IL SAGRANTINO: IL VINO DEI SACRAMENTI

Il sagrantino è un’uva umbra molto antica, certamente appartenente a un periodo antecedente alla prima documentazione scritta dove lo troviamo nominato. Questa testimonianza scritta risale al 1549, quando un mercante di Trevi e sua moglie avevano ordinato del mosto di uva sagrantino considerandolo eccellente.

La sua origine come abbiamo detto è, però, molto più antica. Secondo alcuni non si tratterebbe di un vitigno autoctono; il suo arrivo in Umbria si dovrebbe ai seguaci di San Francesco d’Assisi, che giunti qui per dedicarsi alla vita francescana avrebbero portato con sé questo vitigno, forse dalla Spagna.

Secondo altri, invece, è un vitigno autoctono è sarebbe un’evoluzione dell’Itriola, un’uva coltivata nella vicina Bevagna e già descritta da Plinio il Vecchio nella Naturalis Historia.

Sia autoctono o meno questo vitigno, siamo certi che è antico e che ha trovato ampio uso presso gli ordini religiosi della zona. In passato, i francescani dal sagrantino ricavavano un vino dolce destinato a vino da messa: il nome stesso deriverebbe da sacer e alluderebbe ai Sacramenti. La sua veste di vino dolce si deve al fatto che il sagrantino è un’uva capace di accumulare notevoli quantitativi di zucchero. Tutt’oggi il sagrantino, la cui rinascita si deve, invece, alla veste di vino rosso secco, viene ancora vinificato dolce da alcuni produttori.

Il passato del sagrantino non è stato facile, infatti esso ha rischiato la scomparsa per le sue rese basse e irregolari. La sua presenza si venne a ridurre in pochissimi ettari intorno al territorio comunale di Montefalco e i comuni confinanti: un territorio collinare, fra i 300 e i 500 metri.

Oggi il sagrantino ha trovato il suo spazio nella DOCG Montefalco Sagrantino. Certo è strano che un’uva così antica abbia trovato una veste solo nel secondo Novecento. Esso, infatti, almeno nella versione secca, è un vino relativamente giovane, il cui creatore è Marco Caprai, attuale proprietario dell’azienda Arnaldo Caprai. Ma i grandi sforzi per promuovere e far conoscere, non solo a livello nazionale, il Montefalco Sagrantino furono premiati nel 1992 con l’ottenimento della DOCG. Era il dodicesimo vino italiano a ottenerla. Il suo successo, oltre al carattere inconfondibile che possiede il sagrantino, si deve al disciplinare del Montefalco Sagrantino che ha sempre mirato alla qualità.

Ma qual è il carattere di questo vitigno che lo rende riconoscibile ? L’uva sagrantino accumula notevoli quantitativi di zucchero,  cosa che rende i vini particolarmente alcolici, ma accumula pure molti polifenoli (tannini e antociani).
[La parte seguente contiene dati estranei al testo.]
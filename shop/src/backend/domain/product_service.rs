use anyhow::{Context, Result};
use std::sync::Arc;
use tracing::{info, warn};

use crate::backend::domain::commands::products::{CreateProductCommand, UpdateProductCommand};
use crate::backend::domain::commands::UpdateOutcome;
use crate::backend::domain::validation::{self, ValidationError};
use crate::backend::storage::DbConnection;
use shared::Product;

/// Service for managing the product catalog
#[derive(Clone)]
pub struct ProductService {
    db: Arc<DbConnection>,
}

impl ProductService {
    pub fn new(db: Arc<DbConnection>) -> Self {
        Self { db }
    }

    /// Add a new, active product to the catalog
    pub async fn add_product(&self, command: CreateProductCommand) -> Result<Product> {
        info!("Adding product: title={}, price={}", command.title, command.price);

        let (title, description, price) =
            Self::normalize(&command.title, &command.description, command.price, command.quantity)?;

        let id = self
            .db
            .store_product(&title, &description, price, command.quantity)
            .await
            .context("Failed to store product")?;

        info!("Added product {} with ID: {}", title, id);

        Ok(Product {
            id,
            title,
            description,
            price,
            quantity: command.quantity,
            active: true,
        })
    }

    pub async fn get_product(&self, product_id: i64) -> Result<Option<Product>> {
        self.db.get_product(product_id).await
    }

    /// Products shown in the catalog listing (soft-deleted rows excluded)
    pub async fn list_active_products(&self) -> Result<Vec<Product>> {
        let products = self
            .db
            .list_active_products()
            .await
            .context("Failed to list products")?;
        info!("Found {} active products", products.len());
        Ok(products)
    }

    /// Every product, including deactivated ones
    pub async fn list_products(&self) -> Result<Vec<Product>> {
        self.db.list_products().await.context("Failed to list products")
    }

    /// Overwrite title, description, price and quantity by ID.
    ///
    /// There is no existence check: an unknown ID updates nothing and still
    /// succeeds.
    pub async fn update_product(&self, command: UpdateProductCommand) -> Result<UpdateOutcome> {
        info!("Updating product: {}", command.product_id);

        let (title, description, price) =
            Self::normalize(&command.title, &command.description, command.price, command.quantity)?;

        let rows_affected = self
            .db
            .update_product(command.product_id, &title, &description, price, command.quantity)
            .await
            .context("Failed to update product")?;

        if rows_affected == 0 {
            warn!("Update matched no product with ID: {}", command.product_id);
        }

        Ok(UpdateOutcome { rows_affected })
    }

    /// Soft-delete a product. Unknown IDs are a silent no-op.
    pub async fn deactivate_product(&self, product_id: i64) -> Result<UpdateOutcome> {
        info!("Deactivating product: {}", product_id);

        let rows_affected = self
            .db
            .deactivate_product(product_id)
            .await
            .context("Failed to deactivate product")?;

        if rows_affected == 0 {
            warn!("Deactivation matched no product with ID: {}", product_id);
        }

        Ok(UpdateOutcome { rows_affected })
    }

    fn normalize(
        title: &str,
        description: &str,
        price: f64,
        quantity: i64,
    ) -> Result<(String, String, f64), ValidationError> {
        let title = validation::require_text("Title", title)?;
        let description = validation::require_text("Description", description)?;

        if !price.is_finite() {
            return Err(ValidationError::InvalidNumber("price"));
        }
        if price < 0.0 {
            return Err(ValidationError::Negative("Price"));
        }
        if quantity < 0 {
            return Err(ValidationError::Negative("Quantity"));
        }

        Ok((title, description, validation::round_to(price, 2)))
    }
}

#[cfg(test)]
mod tests {
    use super::*;

    async fn setup_test() -> ProductService {
        let db = Arc::new(DbConnection::init_test().await.expect("Failed to create test database"));
        ProductService::new(db)
    }

    fn widget() -> CreateProductCommand {
        CreateProductCommand {
            title: "Widget".to_string(),
            description: "A widget".to_string(),
            price: 9.999,
            quantity: 5,
        }
    }

    #[tokio::test]
    async fn test_add_product_rounds_price() {
        let service = setup_test().await;

        let product = service.add_product(widget()).await.expect("Failed to add product");

        assert_eq!(product.price, 10.0);
        assert!(product.active);

        let stored = service.get_product(product.id).await.unwrap().unwrap();
        assert_eq!(stored, product);
    }

    #[tokio::test]
    async fn test_add_product_rejects_blank_title() {
        let service = setup_test().await;

        let mut command = widget();
        command.title = "   ".to_string();

        let err = service.add_product(command).await.unwrap_err();
        assert_eq!(
            err.downcast_ref::<ValidationError>(),
            Some(&ValidationError::EmptyField("Title"))
        );
        assert!(service.list_products().await.unwrap().is_empty());
    }

    #[tokio::test]
    async fn test_deactivated_product_leaves_listing_but_not_catalog() {
        let service = setup_test().await;

        let product = service.add_product(widget()).await.unwrap();
        assert_eq!(service.list_active_products().await.unwrap().len(), 1);

        let outcome = service.deactivate_product(product.id).await.unwrap();
        assert!(outcome.matched());

        assert!(service.list_active_products().await.unwrap().is_empty());
        let all = service.list_products().await.unwrap();
        assert_eq!(all.len(), 1);
        assert!(!all[0].active);
    }

    #[tokio::test]
    async fn test_update_product_overwrites_fields() {
        let service = setup_test().await;
        let product = service.add_product(widget()).await.unwrap();

        let outcome = service
            .update_product(UpdateProductCommand {
                product_id: product.id,
                title: "Gadget".to_string(),
                description: "A gadget".to_string(),
                price: 19.995,
                quantity: 0,
            })
            .await
            .unwrap();

        assert!(outcome.matched());
        let stored = service.get_product(product.id).await.unwrap().unwrap();
        assert_eq!(stored.title, "Gadget");
        assert_eq!(stored.price, 20.0);
        assert_eq!(stored.quantity, 0);
    }

    #[tokio::test]
    async fn test_update_missing_product_is_noop() {
        let service = setup_test().await;

        let outcome = service
            .update_product(UpdateProductCommand {
                product_id: 9999,
                title: "Ghost".to_string(),
                description: "Nothing".to_string(),
                price: 1.0,
                quantity: 1,
            })
            .await
            .expect("Updating a missing product must not error");

        assert!(!outcome.matched());
        assert!(service.list_products().await.unwrap().is_empty());
    }
}
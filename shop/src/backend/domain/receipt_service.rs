//! Order receipt generation.
//!
//! Produces a single-page A4 PDF with a bold title followed by one line per
//! order field. The document is written to `order.pdf` in the output
//! directory and, with identical bytes, to a temporary file that the email
//! step attaches.

use anyhow::{anyhow, Context, Result};
use printpdf::{BuiltinFont, Mm, PdfDocument};
use std::fs;
use std::io::Write;
use std::path::{Path, PathBuf};
use tempfile::NamedTempFile;
use tracing::info;

use shared::Order;

pub const RECEIPT_FILE_NAME: &str = "order.pdf";
const RECEIPT_TITLE: &str = "Order Confirmation";

const PAGE_WIDTH_MM: f32 = 210.0;
const PAGE_HEIGHT_MM: f32 = 297.0;
const LEFT_MARGIN_MM: f32 = 10.0;
const TOP_MM: f32 = 280.0;
const TITLE_GAP_MM: f32 = 12.0;
const LINE_GAP_MM: f32 = 10.0;

/// A written receipt. The temporary copy is removed when this is dropped.
#[derive(Debug)]
pub struct Receipt {
    pub path: PathBuf,
    temp_file: NamedTempFile,
}

impl Receipt {
    pub fn temp_path(&self) -> &Path {
        self.temp_file.path()
    }
}

#[derive(Debug, Clone)]
pub struct ReceiptService {
    output_dir: PathBuf,
}

impl ReceiptService {
    pub fn new(output_dir: impl Into<PathBuf>) -> Self {
        Self {
            output_dir: output_dir.into(),
        }
    }

    /// The text lines printed below the title
    pub fn receipt_lines(order: &Order) -> Vec<String> {
        vec![
            format!("Order ID: {}", order.id),
            format!("Client ID: {}", order.client_id),
            format!("Product ID: {}", order.product_id),
            format!("Quantity: {}", order.quantity),
            format!("Total Price: {:.2}", order.price),
        ]
    }

    /// Render the receipt PDF in memory
    pub fn render(&self, order: &Order) -> Result<Vec<u8>> {
        let (doc, page, layer) = PdfDocument::new(
            RECEIPT_TITLE,
            Mm(PAGE_WIDTH_MM),
            Mm(PAGE_HEIGHT_MM),
            "Receipt",
        );
        let title_font = doc
            .add_builtin_font(BuiltinFont::HelveticaBold)
            .map_err(|e| anyhow!("Failed to load title font: {:?}", e))?;
        let body_font = doc
            .add_builtin_font(BuiltinFont::Helvetica)
            .map_err(|e| anyhow!("Failed to load body font: {:?}", e))?;

        let canvas = doc.get_page(page).get_layer(layer);
        canvas.use_text(RECEIPT_TITLE, 16.0, Mm(LEFT_MARGIN_MM), Mm(TOP_MM), &title_font);

        let mut y = TOP_MM - TITLE_GAP_MM;
        for line in Self::receipt_lines(order) {
            canvas.use_text(line, 12.0, Mm(LEFT_MARGIN_MM), Mm(y), &body_font);
            y -= LINE_GAP_MM;
        }

        doc.save_to_bytes()
            .map_err(|e| anyhow!("Failed to render receipt PDF: {:?}", e))
    }

    /// Write the receipt to the output directory and to a temporary file
    pub fn write_receipt(&self, order: &Order) -> Result<Receipt> {
        let bytes = self.render(order)?;

        fs::create_dir_all(&self.output_dir)
            .with_context(|| format!("Failed to create output directory {:?}", self.output_dir))?;
        let path = self.output_dir.join(RECEIPT_FILE_NAME);
        fs::write(&path, &bytes).with_context(|| format!("Failed to write receipt {:?}", path))?;

        let mut temp_file = tempfile::Builder::new()
            .prefix("order_confirmation_")
            .suffix(".pdf")
            .tempfile()
            .context("Could not create temporary receipt file")?;
        temp_file
            .write_all(&bytes)
            .context("Could not save receipt to temporary file")?;
        temp_file.flush()?;

        info!("🧾 Receipt for order {} written to {:?}", order.id, path);

        Ok(Receipt { path, temp_file })
    }
}
use anyhow::{Context, Result};
use std::sync::Arc;
use tracing::{info, warn};

use crate::backend::domain::commands::clients::{CreateClientCommand, UpdateClientCommand};
use crate::backend::domain::commands::UpdateOutcome;
use crate::backend::domain::validation::{self, ValidationError};
use crate::backend::storage::DbConnection;
use shared::Client;

/// Service for managing the client roster
#[derive(Clone)]
pub struct ClientService {
    db: Arc<DbConnection>,
}

/// Client fields after trimming and validation
struct ClientFields {
    first_name: String,
    last_name: String,
    phone: String,
    address: String,
    email: String,
}

impl ClientService {
    /// Create a new ClientService
    pub fn new(db: Arc<DbConnection>) -> Self {
        Self { db }
    }

    /// Register a new client. Duplicate emails are allowed.
    pub async fn add_client(&self, command: CreateClientCommand) -> Result<Client> {
        info!("Adding client: {} {}", command.first_name, command.last_name);

        let fields = Self::validate(
            &command.first_name,
            &command.last_name,
            &command.phone,
            &command.address,
            &command.email,
        )?;

        let id = self
            .db
            .store_client(
                &fields.first_name,
                &fields.last_name,
                &fields.phone,
                &fields.address,
                &fields.email,
            )
            .await
            .context("Failed to store client")?;

        info!("Added client {} {} with ID: {}", fields.first_name, fields.last_name, id);

        Ok(Client {
            id,
            first_name: fields.first_name,
            last_name: fields.last_name,
            phone: fields.phone,
            address: fields.address,
            email: fields.email,
        })
    }

    /// Get a client by ID
    pub async fn get_client(&self, client_id: i64) -> Result<Option<Client>> {
        let client = self.db.get_client(client_id).await?;

        if client.is_none() {
            warn!("Client not found: {}", client_id);
        }

        Ok(client)
    }

    /// List all clients
    pub async fn list_clients(&self) -> Result<Vec<Client>> {
        let clients = self.db.list_clients().await.context("Failed to list clients")?;
        info!("Found {} clients", clients.len());
        Ok(clients)
    }

    /// Overwrite every field of a client by ID; unknown IDs are a no-op
    pub async fn update_client(&self, command: UpdateClientCommand) -> Result<UpdateOutcome> {
        info!("Updating client: {}", command.client_id);

        let fields = Self::validate(
            &command.first_name,
            &command.last_name,
            &command.phone,
            &command.address,
            &command.email,
        )?;

        let rows_affected = self
            .db
            .update_client(
                command.client_id,
                &fields.first_name,
                &fields.last_name,
                &fields.phone,
                &fields.address,
                &fields.email,
            )
            .await
            .context("Failed to update client")?;

        if rows_affected == 0 {
            warn!("Update matched no client with ID: {}", command.client_id);
        }

        Ok(UpdateOutcome { rows_affected })
    }

    fn validate(
        first_name: &str,
        last_name: &str,
        phone: &str,
        address: &str,
        email: &str,
    ) -> Result<ClientFields, ValidationError> {
        Ok(ClientFields {
            first_name: validation::require_text("First name", first_name)?,
            last_name: validation::require_text("Last name", last_name)?,
            phone: validation::parse_phone(phone)?,
            address: validation::require_text("Address", address)?,
            email: validation::parse_email(email)?,
        })
    }
}
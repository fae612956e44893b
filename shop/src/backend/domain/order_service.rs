//! Order placement workflow.
//!
//! Checks that the client and product exist, snapshots the line total,
//! persists the order, writes the PDF receipt and emails it to the client.
//! The first failing step ends the workflow. Once the order row is inserted
//! it is kept even if the receipt or the email fails afterwards; those
//! errors carry the id of the stored order.

use anyhow::Context;
use chrono::Local;
use std::sync::Arc;
use thiserror::Error;
use tracing::{error, info, warn};

use crate::backend::domain::commands::orders::{PlaceOrderCommand, PlacedOrder};
use crate::backend::domain::email_service::OrderNotifier;
use crate::backend::domain::receipt_service::ReceiptService;
use crate::backend::domain::validation::round_to;
use crate::backend::storage::DbConnection;
use shared::Order;

#[derive(Debug, Error)]
pub enum OrderError {
    #[error("Client ID {0} does not exist")]
    ClientNotFound(i64),
    #[error("Product ID {0} does not exist")]
    ProductNotFound(i64),
    #[error("Order could not be stored: {0:#}")]
    Storage(#[from] anyhow::Error),
    #[error("Order {order_id} was stored but the receipt failed: {source:#}")]
    Receipt {
        order_id: i64,
        source: anyhow::Error,
    },
    #[error("Order {order_id} was stored but the confirmation email failed: {source:#}")]
    Notification {
        order_id: i64,
        source: anyhow::Error,
    },
}

impl OrderError {
    /// Id of the order row that was persisted before the failure, if any
    pub fn stored_order_id(&self) -> Option<i64> {
        match self {
            OrderError::Receipt { order_id, .. } | OrderError::Notification { order_id, .. } => {
                Some(*order_id)
            }
            _ => None,
        }
    }
}

#[derive(Clone)]
pub struct OrderService {
    db: Arc<DbConnection>,
    receipts: ReceiptService,
    notifier: Arc<dyn OrderNotifier>,
}

impl OrderService {
    pub fn new(
        db: Arc<DbConnection>,
        receipts: ReceiptService,
        notifier: Arc<dyn OrderNotifier>,
    ) -> Self {
        Self {
            db,
            receipts,
            notifier,
        }
    }

    pub async fn place_order(&self, command: PlaceOrderCommand) -> Result<PlacedOrder, OrderError> {
        let PlaceOrderCommand {
            client_id,
            product_id,
            quantity,
        } = command;
        info!(
            "🛒 Placing order: client {} product {} quantity {}",
            client_id, product_id, quantity
        );

        let client = match self.db.get_client(client_id).await? {
            Some(client) => client,
            None => {
                warn!("Order rejected, client not found: {}", client_id);
                return Err(OrderError::ClientNotFound(client_id));
            }
        };

        let product = match self.db.get_product(product_id).await? {
            Some(product) => product,
            None => {
                warn!("Order rejected, product not found: {}", product_id);
                return Err(OrderError::ProductNotFound(product_id));
            }
        };

        let price = round_to(product.price * quantity as f64, 2);
        let order_date = Local::now().naive_local();

        let order_id = self
            .db
            .store_order(client_id, product_id, quantity, price, order_date)
            .await
            .context("Failed to store order")?;
        info!("✅ Stored order {} with total {:.2}", order_id, price);

        // Round-trip through the text column so the returned date matches what
        // a later read of the row yields.
        let order = stored_or_local(
            self.db.get_order(order_id).await,
            Order {
                id: order_id,
                client_id,
                product_id,
                quantity,
                price,
                order_date,
            },
        );

        let receipt = self.receipts.write_receipt(&order).map_err(|source| {
            error!("❌ Receipt generation failed for order {}: {:#}", order_id, source);
            OrderError::Receipt { order_id, source }
        })?;

        let notifier = Arc::clone(&self.notifier);
        let attachment = receipt.temp_path().to_path_buf();
        let (mail_client, mail_order) = (client.clone(), order.clone());
        let delivery = tokio::task::spawn_blocking(move || {
            notifier.send_order_confirmation(&mail_client, &mail_order, &attachment)
        })
        .await
        .map_err(anyhow::Error::from)
        .and_then(|result| result)
        .map_err(|source| {
            error!("❌ Confirmation email failed for order {}: {:#}", order_id, source);
            OrderError::Notification { order_id, source }
        })?;

        Ok(PlacedOrder {
            order,
            receipt_path: receipt.path.clone(),
            delivery,
        })
    }

    pub async fn list_orders(&self) -> anyhow::Result<Vec<Order>> {
        let orders = self.db.list_orders().await.context("Failed to list orders")?;
        info!("Found {} orders", orders.len());
        Ok(orders)
    }
}

/// The row as read back after the insert, or `local` when the read fails
/// or finds nothing.
fn stored_or_local(read_back: anyhow::Result<Option<Order>>, local: Order) -> Order {
    match read_back {
        Ok(Some(order)) => order,
        Ok(None) => {
            warn!("Order {} missing right after insert", local.id);
            local
        }
        Err(e) => {
            warn!("Could not re-read order {}: {:#}", local.id, e);
            local
        }
    }
}
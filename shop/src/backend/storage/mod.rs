//! # Storage Module
//!
//! Handles all data persistence for the shop manager.
//!
//! The persistence gateway opens one long-lived SQLite handle, makes sure the
//! `products`, `clients` and `orders` tables exist, and exposes parameterised
//! CRUD calls. Callers hand it fields that have already been validated; it
//! binds them positionally and surfaces any connectivity or constraint error
//! as an `anyhow::Error` for the caller to report.

pub mod db;

pub use db::DbConnection;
Quindi è ricca di materia colorante, ma soprattutto di tannino, rendendola una delle uve più ricche in assoluto di materia tannica. Il grappolo è medio-piccolo e un po’ spargolo. L’acino ha buccia coriacea, che assieme all’apporto zuccherino, la rende adatta all’appassimento, poiché una buccia sì fatta impedisce qualsiasi forma di marciume dell’acino. A questo si aggiunga anche un certo carattere aromatico, che si sviluppa però solo nella versione passito, quando i terpeni si fissano sugli zuccheri.

Il Montefalco Sagrantino, nella versione secca, è un vino  dal colore fitto e impenetrabile. Grande è la complessità olfattiva, dove, però, si corre il rischio di ottenere un forte impatto alcolico, che ne penalizza l’eleganza e l’equilibrio della persistenza. In bocca è robusto ed enorme, con tannini ben in evidenza, che rischiano, nel caso si verificasse un’annata con difficoltà di maturazione dei polifenoli, di rovinare pesantemente il vino. Indubbiamente è un vitigno difficile, dove il minimo sbaglio diventa subito evidente e  si corre il rischi di vedersi rovinato il prodotto.

Nel complesso è un vino equilibrato, poiché eccede in tutto, sia nelle parti morbide sia in quelle dure, rendendolo spesso esagerato. Ha un buon potenziale di invecchiamento di circa 10/15 anni.

Certo è un vino importante e l’accostamento con il cibo vuole altrettanta importanza e complessità.